Author : Anatoly Kochubei
Publisher : Walter de Gruyter GmbH & Co KG
Page : 528 pages
File Size : 31,59 MB
Release : 2019-02-19
Category : Mathematics
ISBN : 3110571668
This multi-volume handbook is the most up-to-date and comprehensive reference work in the field of fractional calculus and its numerous applications. This second volume collects authoritative chapters covering the mathematical theory of fractional calculus, including ordinary and partial differential equations of fractional order, inverse problems, and evolution equations.

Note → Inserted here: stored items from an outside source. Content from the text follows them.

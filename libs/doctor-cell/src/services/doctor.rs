use std::sync::Arc;

use chrono::Utc;
use tracing::{debug, info};
use uuid::Uuid;

use shared_database::{Database, DirectoryStore};
use shared_models::directory::Doctor;

use crate::models::{CreateDoctorRequest, DoctorError, DoctorQuery};

pub struct DoctorService {
    directory: Arc<dyn DirectoryStore>,
}

impl DoctorService {
    pub fn new(database: &Database) -> Self {
        Self {
            directory: database.directory.clone(),
        }
    }

    /// Create a new doctor profile
    pub async fn create_doctor(&self, request: CreateDoctorRequest) -> Result<Doctor, DoctorError> {
        debug!("Creating doctor profile for: {} {}", request.first_name, request.last_name);

        let first_name = request.first_name.trim().to_string();
        let last_name = request.last_name.trim().to_string();
        let specialty = request.specialty.trim().to_string();

        if first_name.is_empty() || last_name.is_empty() {
            return Err(DoctorError::ValidationError("Doctor name is required".to_string()));
        }
        if specialty.is_empty() {
            return Err(DoctorError::ValidationError("Specialty is required".to_string()));
        }

        let doctor = Doctor {
            id: Uuid::new_v4(),
            first_name,
            last_name,
            specialty,
            email: request.email.map(|e| e.trim().to_lowercase()).filter(|e| !e.is_empty()),
            is_available: request.is_available.unwrap_or(true),
            created_at: Utc::now(),
        };

        let doctor = self.directory.insert_doctor(doctor).await?;
        info!("Created doctor {} ({})", doctor.id, doctor.specialty);
        Ok(doctor)
    }

    pub async fn get_doctor(&self, doctor_id: Uuid) -> Result<Doctor, DoctorError> {
        self.directory
            .get_doctor(doctor_id)
            .await?
            .ok_or(DoctorError::DoctorNotFound)
    }

    pub async fn list_doctors(&self, query: &DoctorQuery) -> Result<Vec<Doctor>, DoctorError> {
        let mut doctors = self.directory.list_doctors().await?;

        if let Some(specialty) = query.specialty.as_deref().map(str::trim).filter(|s| !s.is_empty()) {
            doctors.retain(|d| d.specialty.eq_ignore_ascii_case(specialty));
        }
        if query.available_only.unwrap_or(false) {
            doctors.retain(|d| d.is_available);
        }

        doctors.sort_by(|a, b| a.last_name.cmp(&b.last_name).then_with(|| a.first_name.cmp(&b.first_name)));
        Ok(doctors)
    }
}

Author : Murray H. Protter
Publisher : Springer Science & Business Media
Page : 271 pages
File Size : 30,4 MB
Release : 2012-12-06
Category : Mathematics
ISBN : 1461252822
Maximum Principles are central to the theory and applications of second-order partial differential equations and systems. This self-contained text establishes the fundamental principles and provides a variety of applications.
Author : Bennett Chow
Publisher : American Mathematical Soc.
Page : 489 pages
File Size : 25,88 MB
Release : 2007
Category : Global differential geometry
ISBN : 0821844296
Author : Karmeshu
Publisher : Springer
Page : 300 pages
File Size : 25,55 MB
Release : 2012-10-01
Category : Technology & Engineering
ISBN : 3540362126
The last two decades have witnessed an enormous growth with regard to ap plications of information theoretic framework in areas of physical, biological, engineering and even social sciences. In particular, growth has been spectac ular in the field of information technology,soft computing,nonlinear systems and molecular biology. Claude Shannon in 1948 laid the foundation of the field of information theory in the context of communication theory. It is in deed remarkable that his framework is as relevant today as was when he 1 proposed it. Shannon died on Feb 24, 2001. Arun Netravali observes "As if assuming that inexpensive, high-speed processing would come to pass, Shan non figured out the upper limits on communication rates. First in telephone channels, then in optical communications, and now in wireless, Shannon has had the utmost value in defining the engineering limits we face". Shannon introduced the concept of entropy. The notable feature of the entropy frame work is that it enables quantification of uncertainty present in a system. In many realistic situations one is confronted only with partial or incomplete information in the form of moment, or bounds on these values etc. ; and it is then required to construct a probabilistic model from this partial information. In such situations, the principle of maximum entropy provides a rational ba sis for constructing a probabilistic model. It is thus necessary and important to keep track of advances in the applications of maximum entropy principle to ever expanding areas of knowledge.